The language is, thankfully, fairly straightforward, with each word getting its own glyph made up of simple shapes, and the glyphs themselves having a sort of internal grammar of how they're constructed that makes it relatively easy to remember their meanings and guess what new ones mean; it also has a set of general-purpose modifiers that take the form of drawing a circle or oval around one or more glyphs and adding markings to it.

The book on crafters starts with general relationship categories like friends, neighbors, parents, children, and romantic partners; they also have terms for households, heads-of-households (the people who claim the territories that households are in and are ultimately responsible for keeping them running), and household-members (animals or people other than the head-of-household who live in a particular territory and are the head-of-household's responsibility). There's also a concept of guests; being in a household's territory as a guest is like a much less intense version of being a member of that household, where the household is responsible for your well-being while you're there, mostly in the form of helping with freezing-instinct problems but also including things like offering food and other amenities during longer visits.

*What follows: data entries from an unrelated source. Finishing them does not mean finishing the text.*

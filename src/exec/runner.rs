//! 执行引擎：命令序列 -> 临时脚本 -> 子进程
//!
//! 1. 用平台换行符拼接命令，写入临时脚本（POSIX 设可执行位）
//! 2. 以 argv 形式调用平台解释器（/bin/bash <script> 或 cmd.exe /c <script>），不经 shell 字符串拼接
//! 3. stdout / stderr 各由一个读取任务逐行转发，非空行作为 ExecutionOutput 事件发往 UI（仅保证单流内有序）
//! 4. 两个读取任务结束后才等待退出码并返回，保证输出事件先于结束事件
//! 5. 无论结果如何都删除临时脚本；删除失败只告警，不影响结果

use std::path::{Path, PathBuf};
use std::process::Stdio;
use std::time::Instant;

use serde::Serialize;
use tokio::io::{AsyncBufReadExt, AsyncRead, BufReader};
use tokio::process::Command;
use tokio::sync::mpsc;

use crate::core::AgentError;
use crate::exec::TempScript;
use crate::platform::OsFamily;
use crate::ui::{EventSink, LogLevel, UiEvent};

/// 启动失败时的退出码哨兵
pub const SETUP_FAILURE_EXIT_CODE: i32 = -1;

/// 单次执行结果，创建后不再修改
#[derive(Debug, Clone, PartialEq, Eq, Serialize)]
pub struct ExecutionResult {
    pub success: bool,
    pub exit_code: i32,
    pub stdout_log: String,
    pub stderr_log: String,
    /// 按到达顺序合并、带 [STDOUT]/[STDERR] 前缀的完整日志
    pub combined_log: String,
    /// 写脚本 / 设权限 / 启动进程失败时的错误描述
    pub setup_error: Option<String>,
}

impl ExecutionResult {
    pub fn setup_failed(message: impl Into<String>) -> Self {
        let message = message.into();
        Self {
            success: false,
            exit_code: SETUP_FAILURE_EXIT_CODE,
            stdout_log: String::new(),
            stderr_log: String::new(),
            combined_log: format!("[ERROR] Execution failed: {message}"),
            setup_error: Some(message),
        }
    }

    /// 失败时对应的错误；成功返回 None
    pub fn error(&self) -> Option<AgentError> {
        if let Some(msg) = &self.setup_error {
            return Some(AgentError::ExecutionSetup(msg.clone()));
        }
        if self.success {
            return None;
        }
        let stderr = self.stderr_log.trim();
        let reason = if stderr.is_empty() {
            format!("Script failed with exit code {}.", self.exit_code)
        } else {
            stderr.to_string()
        };
        Some(AgentError::ExecutionFailure {
            exit_code: self.exit_code,
            reason,
        })
    }
}

#[derive(Clone, Copy, Debug, PartialEq, Eq)]
enum Origin {
    Stdout,
    Stderr,
}

pub struct ScriptRunner {
    family: OsFamily,
    temp_dir: PathBuf,
}

impl ScriptRunner {
    pub fn new(family: OsFamily) -> Self {
        Self {
            family,
            temp_dir: std::env::temp_dir(),
        }
    }

    /// 指定临时脚本目录（默认系统临时目录）
    pub fn with_temp_dir(mut self, dir: impl Into<PathBuf>) -> Self {
        self.temp_dir = dir.into();
        self
    }

    pub async fn run(&self, commands: &[String], cwd: &Path, sink: &dyn EventSink) -> ExecutionResult {
        let start = Instant::now();
        let content = commands.join(self.family.line_separator());

        let result = match TempScript::create(&self.temp_dir, self.family, &content).await {
            Ok(script) => {
                let result = self.spawn_and_capture(script.path(), cwd, sink).await;
                let path = script.path().to_path_buf();
                if let Err(e) = script.remove().await {
                    tracing::warn!(path = %path.display(), error = %e, "could not delete temporary script");
                    sink.emit(UiEvent::log(
                        LogLevel::Warning,
                        format!("Warning: Failed to delete temp file {}", path.display()),
                    ));
                }
                result
            }
            Err(e) => ExecutionResult::setup_failed(format!("Failed to write script: {e}")),
        };

        let audit = serde_json::json!({
            "event": "script_audit",
            "commands": commands.len(),
            "cwd": cwd.display().to_string(),
            "success": result.success,
            "exit_code": result.exit_code,
            "setup_error": result.setup_error,
            "killed": result.setup_error.is_none() && result.exit_code == SETUP_FAILURE_EXIT_CODE,
            "duration_ms": start.elapsed().as_millis() as u64,
        });
        tracing::info!(audit = %audit, "execution");

        result
    }

    async fn spawn_and_capture(
        &self,
        script: &Path,
        cwd: &Path,
        sink: &dyn EventSink,
    ) -> ExecutionResult {
        let (program, leading_args) = self.family.interpreter();
        let mut cmd = Command::new(program);
        cmd.args(leading_args)
            .arg(script)
            .current_dir(cwd)
            .stdin(Stdio::null())
            .stdout(Stdio::piped())
            .stderr(Stdio::piped())
            .kill_on_drop(true);
        #[cfg(windows)]
        {
            // CREATE_NO_WINDOW
            cmd.creation_flags(0x0800_0000);
        }

        tracing::info!(program, script = %script.display(), cwd = %cwd.display(), "spawning script");
        let mut child = match cmd.spawn() {
            Ok(child) => child,
            Err(e) => return ExecutionResult::setup_failed(format!("Spawning process failed: {e}")),
        };

        let (line_tx, mut line_rx) = mpsc::unbounded_channel::<(Origin, String)>();
        let readers = [
            child
                .stdout
                .take()
                .map(|out| tokio::spawn(forward_lines(out, Origin::Stdout, line_tx.clone()))),
            child
                .stderr
                .take()
                .map(|err| tokio::spawn(forward_lines(err, Origin::Stderr, line_tx.clone()))),
        ];
        drop(line_tx);

        let mut stdout_log = String::new();
        let mut stderr_log = String::new();
        let mut combined_log = String::new();
        // 两个读取任务都结束（发送端全部释放）后循环退出
        while let Some((origin, line)) = line_rx.recv().await {
            let (own, tag) = match origin {
                Origin::Stdout => (&mut stdout_log, "[STDOUT]"),
                Origin::Stderr => (&mut stderr_log, "[STDERR]"),
            };
            own.push_str(&line);
            own.push('\n');
            combined_log.push_str(&format!("{tag} {line}\n"));
            if !line.trim().is_empty() {
                sink.emit(UiEvent::ExecutionOutput {
                    text: line,
                    is_error: origin == Origin::Stderr,
                });
            }
        }
        for reader in readers.into_iter().flatten() {
            let _ = reader.await;
        }

        let status = match child.wait().await {
            Ok(status) => status,
            Err(e) => {
                let mut failed = ExecutionResult::setup_failed(format!("Waiting for process failed: {e}"));
                failed.combined_log = format!("{}\n{}", combined_log.trim_end(), failed.combined_log)
                    .trim()
                    .to_string();
                return failed;
            }
        };
        let exit_code = status.code().unwrap_or(SETUP_FAILURE_EXIT_CODE);
        let success = exit_code == 0;
        tracing::info!(exit_code, "script execution finished");

        if let Some(signal) = terminating_signal(&status) {
            tracing::warn!(signal, "script terminated by signal");
            combined_log.push_str(&format!("[ERROR] Script terminated by signal {signal}.\n"));
        } else if !success && stderr_log.trim().is_empty() {
            combined_log.push_str(&format!(
                "[ERROR] Script exited with code {exit_code} (no diagnostic output).\n"
            ));
        }

        ExecutionResult {
            success,
            exit_code,
            stdout_log,
            stderr_log,
            combined_log: combined_log.trim().to_string(),
            setup_error: None,
        }
    }
}

/// 进程被信号终止时没有退出码，返回信号编号
#[cfg(unix)]
fn terminating_signal(status: &std::process::ExitStatus) -> Option<i32> {
    use std::os::unix::process::ExitStatusExt;
    status.signal()
}

#[cfg(not(unix))]
fn terminating_signal(_status: &std::process::ExitStatus) -> Option<i32> {
    None
}

/// 逐行读取一个输出流；非 UTF-8 内容按 lossy 转换，读错误时停止该流
async fn forward_lines<R>(pipe: R, origin: Origin, tx: mpsc::UnboundedSender<(Origin, String)>)
where
    R: AsyncRead + Unpin,
{
    let mut reader = BufReader::new(pipe);
    let mut buf = Vec::new();
    loop {
        buf.clear();
        match reader.read_until(b'\n', &mut buf).await {
            Ok(0) => break,
            Ok(_) => {
                let line = String::from_utf8_lossy(&buf)
                    .trim_end_matches(['\r', '\n'])
                    .to_string();
                if tx.send((origin, line)).is_err() {
                    break;
                }
            }
            Err(e) => {
                tracing::warn!(?origin, error = %e, "output stream read failed");
                break;
            }
        }
    }
}

#[cfg(all(test, unix))]
mod tests {
    use super::*;
    use crate::ui::RecordingSink;

    fn cmds(lines: &[&str]) -> Vec<String> {
        lines.iter().map(|s| s.to_string()).collect()
    }

    fn outputs(sink: &RecordingSink) -> Vec<(String, bool)> {
        sink.events()
            .into_iter()
            .filter_map(|e| match e {
                UiEvent::ExecutionOutput { text, is_error } => Some((text, is_error)),
                _ => None,
            })
            .collect()
    }

    #[tokio::test]
    async fn test_success_streams_stdout_in_order() {
        let workspace = tempfile::tempdir().unwrap();
        let temp = tempfile::tempdir().unwrap();
        let runner = ScriptRunner::new(OsFamily::Posix).with_temp_dir(temp.path());
        let sink = RecordingSink::new();

        let result = runner
            .run(&cmds(&["echo hello", "echo", "echo world"]), workspace.path(), &sink)
            .await;

        assert!(result.success);
        assert_eq!(result.exit_code, 0);
        assert_eq!(result.stdout_log, "hello\n\nworld\n");
        assert!(result.error().is_none());
        // 空行不产生事件
        assert_eq!(
            outputs(&sink),
            vec![("hello".to_string(), false), ("world".to_string(), false)]
        );
        // 临时脚本已删除
        assert_eq!(std::fs::read_dir(temp.path()).unwrap().count(), 0);
    }

    #[tokio::test]
    async fn test_runs_in_workspace_directory() {
        let workspace = tempfile::tempdir().unwrap();
        std::fs::write(workspace.path().join("marker.txt"), "x").unwrap();
        let runner = ScriptRunner::new(OsFamily::Posix);
        let sink = RecordingSink::new();

        let result = runner.run(&cmds(&["ls"]), workspace.path(), &sink).await;
        assert!(result.success);
        assert!(result.stdout_log.contains("marker.txt"));
    }

    #[tokio::test]
    async fn test_nonzero_exit_without_stderr() {
        let workspace = tempfile::tempdir().unwrap();
        let runner = ScriptRunner::new(OsFamily::Posix);
        let sink = RecordingSink::new();

        let result = runner.run(&cmds(&["exit 2"]), workspace.path(), &sink).await;
        assert!(!result.success);
        assert_eq!(result.exit_code, 2);
        assert!(result.combined_log.contains("no diagnostic output"));
        assert_eq!(
            result.error(),
            Some(AgentError::ExecutionFailure {
                exit_code: 2,
                reason: "Script failed with exit code 2.".to_string(),
            })
        );
    }

    #[tokio::test]
    async fn test_stderr_tagged_and_used_as_reason() {
        let workspace = tempfile::tempdir().unwrap();
        let runner = ScriptRunner::new(OsFamily::Posix);
        let sink = RecordingSink::new();

        let result = runner
            .run(&cmds(&["echo out", "echo broken >&2", "exit 3"]), workspace.path(), &sink)
            .await;
        assert_eq!(result.exit_code, 3);
        assert!(result.combined_log.contains("[STDOUT] out"));
        assert!(result.combined_log.contains("[STDERR] broken"));
        assert!(!result.combined_log.contains("no diagnostic output"));
        assert!(outputs(&sink).contains(&("broken".to_string(), true)));
        assert!(
            matches!(result.error(), Some(AgentError::ExecutionFailure { reason, .. }) if reason == "broken")
        );
    }

    #[tokio::test]
    async fn test_signal_kill_is_not_a_setup_error() {
        let workspace = tempfile::tempdir().unwrap();
        let runner = ScriptRunner::new(OsFamily::Posix);
        let sink = RecordingSink::new();

        let result = runner
            .run(&cmds(&["echo before", "kill -9 $$"]), workspace.path(), &sink)
            .await;
        assert!(!result.success);
        assert_eq!(result.exit_code, SETUP_FAILURE_EXIT_CODE);
        assert!(result.setup_error.is_none());
        assert!(result.combined_log.contains("[STDOUT] before"));
        assert!(result.combined_log.contains("terminated by signal 9"));
        assert!(!result.combined_log.contains("no diagnostic output"));
        assert!(matches!(result.error(), Some(AgentError::ExecutionFailure { .. })));
    }

    #[tokio::test]
    async fn test_missing_workspace_is_setup_error() {
        let workspace = tempfile::tempdir().unwrap();
        let missing = workspace.path().join("gone");
        let temp = tempfile::tempdir().unwrap();
        let runner = ScriptRunner::new(OsFamily::Posix).with_temp_dir(temp.path());
        let sink = RecordingSink::new();

        let result = runner.run(&cmds(&["ls"]), &missing, &sink).await;
        assert!(!result.success);
        assert_eq!(result.exit_code, SETUP_FAILURE_EXIT_CODE);
        assert!(matches!(result.error(), Some(AgentError::ExecutionSetup(_))));
        assert_eq!(std::fs::read_dir(temp.path()).unwrap().count(), 0);
    }

    #[tokio::test]
    async fn test_unwritable_temp_dir_is_setup_error() {
        let workspace = tempfile::tempdir().unwrap();
        let runner = ScriptRunner::new(OsFamily::Posix)
            .with_temp_dir(workspace.path().join("no-such-dir"));
        let sink = RecordingSink::new();

        let result = runner.run(&cmds(&["ls"]), workspace.path(), &sink).await;
        assert_eq!(result.exit_code, SETUP_FAILURE_EXIT_CODE);
        assert!(result.setup_error.unwrap().starts_with("Failed to write script"));
    }

    #[tokio::test]
    async fn test_task_text_is_not_interpolated_into_argv() {
        let workspace = tempfile::tempdir().unwrap();
        let runner = ScriptRunner::new(OsFamily::Posix);
        let sink = RecordingSink::new();

        let result = runner
            .run(&cmds(&["echo 'a; echo injected'"]), workspace.path(), &sink)
            .await;
        assert_eq!(outputs(&sink), vec![("a; echo injected".to_string(), false)]);
        assert!(result.success);
    }
}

With inter-crafter relationships covered, the book switches to giving vocabulary related to the freezing instinct; from the explanations she can gather that crafters have a real problem with interacting with things they perceive as owned by another person without that person's direct permission, including not being able to enter each other's territories or move around within them without an escort. This explains the focus on making the things they're giving her match her clothing: a person's color scheme is used to indicate which things are theirs, or are intended to be used by them, and without that indication they wouldn't expect her to be able to use them. It also covers public-use objects, which honeysuckle explains are done up in plain grey around here, and group-owned ones (the marking scheme for those varies, mostly by how the group is arranged), and abandoned ones.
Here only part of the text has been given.